Bakalchuk started the company in 2004 as a place for people on a limited budget with little time for shopping. She ordered clothes in bulk from a German mail-order catalog, scanned the pictures, and posted them on her website. She delivered products herself rather than using the postal service, which was unreliable.
Sanctioned by Ukraine
Unlike billionaires who made their fortunes in the chaotic privatizations of the nineties or flourished in the early 2000s under Putin, Bakalchuk has never had a one-on-one meeting with the Russian president, and hasn’t been sanctioned by Washington or Brussels.
She was sanctioned by Ukraine, however, before the Kremlin’s 2022 invasion, because Wildberries sold an array of Russian nationalist-themed products, such as military uniforms and t-shirts praising Putin. That forced her to wind down the Ukrainian business.
Bakalchuk’s project with Russ Group aims to widen her outreach to Russia-friendly neighbors and countries of the so-called Global South, including China and India, according to the statement from Wildberries.
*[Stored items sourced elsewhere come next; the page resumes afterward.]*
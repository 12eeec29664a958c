//! Download queue and per-item state tracking.

use std::collections::HashSet;
use std::fmt;
use std::sync::{Arc, Mutex, MutexGuard};

use serde::Serialize;

use crate::config::parse_item_id;
use crate::media::CanonicalItem;

/// Lifecycle of a queued item.
#[derive(Debug, Clone, Copy, PartialEq, Eq, Serialize)]
#[serde(rename_all = "lowercase")]
pub enum QueueStatus {
    Pending,
    Downloading,
    Success,
    Error,
}

impl QueueStatus {
    pub fn is_terminal(&self) -> bool {
        matches!(self, QueueStatus::Success | QueueStatus::Error)
    }

    /// Whether moving from `self` to `next` is allowed.
    pub fn can_transition_to(&self, next: QueueStatus) -> bool {
        matches!(
            (self, next),
            (QueueStatus::Pending, QueueStatus::Downloading)
                | (QueueStatus::Downloading, QueueStatus::Success)
                | (QueueStatus::Downloading, QueueStatus::Error)
        )
    }
}

impl fmt::Display for QueueStatus {
    fn fmt(&self, f: &mut fmt::Formatter<'_>) -> fmt::Result {
        match self {
            QueueStatus::Pending => write!(f, "pending"),
            QueueStatus::Downloading => write!(f, "downloading"),
            QueueStatus::Success => write!(f, "success"),
            QueueStatus::Error => write!(f, "error"),
        }
    }
}

/// One entry of the download queue.
#[derive(Debug, Clone, Serialize)]
#[serde(rename_all = "camelCase")]
pub struct DownloadQueueItem {
    pub id: String,
    pub original_url: String,
    pub status: QueueStatus,
    #[serde(skip_serializing_if = "Option::is_none")]
    pub error: Option<String>,
    #[serde(skip_serializing_if = "Option::is_none")]
    pub data: Option<CanonicalItem>,
}

impl DownloadQueueItem {
    pub fn new(id: impl Into<String>, original_url: impl Into<String>) -> Self {
        Self {
            id: id.into(),
            original_url: original_url.into(),
            status: QueueStatus::Pending,
            error: None,
            data: None,
        }
    }
}

/// Change applied to a queue entry.
#[derive(Debug, Clone)]
pub enum QueueUpdate {
    Downloading,
    Success(Option<CanonicalItem>),
    Error(String),
}

impl QueueUpdate {
    fn status(&self) -> QueueStatus {
        match self {
            QueueUpdate::Downloading => QueueStatus::Downloading,
            QueueUpdate::Success(_) => QueueStatus::Success,
            QueueUpdate::Error(_) => QueueStatus::Error,
        }
    }
}

/// Counts of queue entries per status.
#[derive(Debug, Clone, Copy, Default, PartialEq, Eq)]
pub struct QueueSummary {
    pub pending: usize,
    pub downloading: usize,
    pub success: usize,
    pub error: usize,
}

impl QueueSummary {
    pub fn total(&self) -> usize {
        self.pending + self.downloading + self.success + self.error
    }
}

/// Shared, ordered download queue.
///
/// All mutation goes through [`DownloadQueue::update`].
#[derive(Debug, Clone, Default)]
pub struct DownloadQueue {
    items: Arc<Mutex<Vec<DownloadQueueItem>>>,
}

impl DownloadQueue {
    pub fn new() -> Self {
        Self::default()
    }

    fn lock(&self) -> MutexGuard<'_, Vec<DownloadQueueItem>> {
        // A panic while holding the lock cannot leave an entry half-updated.
        self.items.lock().unwrap_or_else(|poisoned| poisoned.into_inner())
    }

    /// Append an entry unless one with the same ID is already queued.
    pub fn push(&self, item: DownloadQueueItem) -> bool {
        let mut items = self.lock();
        if items.iter().any(|existing| existing.id == item.id) {
            return false;
        }
        items.push(item);
        true
    }

    /// Apply an update to the entry with the given ID.
    ///
    /// Returns `false` and leaves the entry untouched if the ID is unknown or
    /// the transition is not allowed.
    pub fn update(&self, id: &str, update: QueueUpdate) -> bool {
        let mut items = self.lock();
        let Some(entry) = items.iter_mut().find(|item| item.id == id) else {
            tracing::warn!("Queue update for unknown item {}", id);
            return false;
        };

        let next = update.status();
        if !entry.status.can_transition_to(next) {
            tracing::warn!(
                "Rejected queue transition for {}: {} -> {}",
                id,
                entry.status,
                next
            );
            return false;
        }

        entry.status = next;
        match update {
            QueueUpdate::Downloading => {}
            QueueUpdate::Success(data) => {
                if data.is_some() {
                    entry.data = data;
                }
            }
            QueueUpdate::Error(message) => entry.error = Some(message),
        }
        true
    }

    pub fn get(&self, id: &str) -> Option<DownloadQueueItem> {
        self.lock().iter().find(|item| item.id == id).cloned()
    }

    pub fn status(&self, id: &str) -> Option<QueueStatus> {
        self.lock().iter().find(|item| item.id == id).map(|item| item.status)
    }

    /// Copy of all entries in queue order.
    pub fn snapshot(&self) -> Vec<DownloadQueueItem> {
        self.lock().clone()
    }

    pub fn len(&self) -> usize {
        self.lock().len()
    }

    pub fn is_empty(&self) -> bool {
        self.lock().is_empty()
    }

    pub fn summary(&self) -> QueueSummary {
        let mut summary = QueueSummary::default();
        for item in self.lock().iter() {
            match item.status {
                QueueStatus::Pending => summary.pending += 1,
                QueueStatus::Downloading => summary.downloading += 1,
                QueueStatus::Success => summary.success += 1,
                QueueStatus::Error => summary.error += 1,
            }
        }
        summary
    }
}

/// Split free-form input into queue entries.
///
/// Lines are split on whitespace; tokens without a recognizable item ID are
/// dropped and the first occurrence of each ID wins.
pub fn parse_queue_input(input: &str) -> Vec<DownloadQueueItem> {
    dedup_urls(input.split_whitespace())
}

/// Build queue entries from URLs, deduplicated by item ID.
pub fn dedup_urls<I, S>(urls: I) -> Vec<DownloadQueueItem>
where
    I: IntoIterator<Item = S>,
    S: AsRef<str>,
{
    let mut seen = HashSet::new();
    let mut entries = Vec::new();

    for url in urls {
        let url = url.as_ref().trim();
        match parse_item_id(url) {
            Some(id) if seen.insert(id.clone()) => entries.push(DownloadQueueItem::new(id, url)),
            Some(id) => tracing::debug!("Skipping duplicate item {}", id),
            None => {
                if !url.is_empty() {
                    tracing::warn!("No item ID found in '{}', skipping", url);
                }
            }
        }
    }

    entries
}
It may help boost Russian GDP by 1.5% a year, RBC media reported, citing unidentified people familiar with the plan.
Still, creating a payments system may increase Bakalchuk’s risk of coming under US or European sanctions as Ukraine’s western allies have targeted other Russian financial services, including the Mir payment system and the central bank’s Swift-equivalent, called SPFS.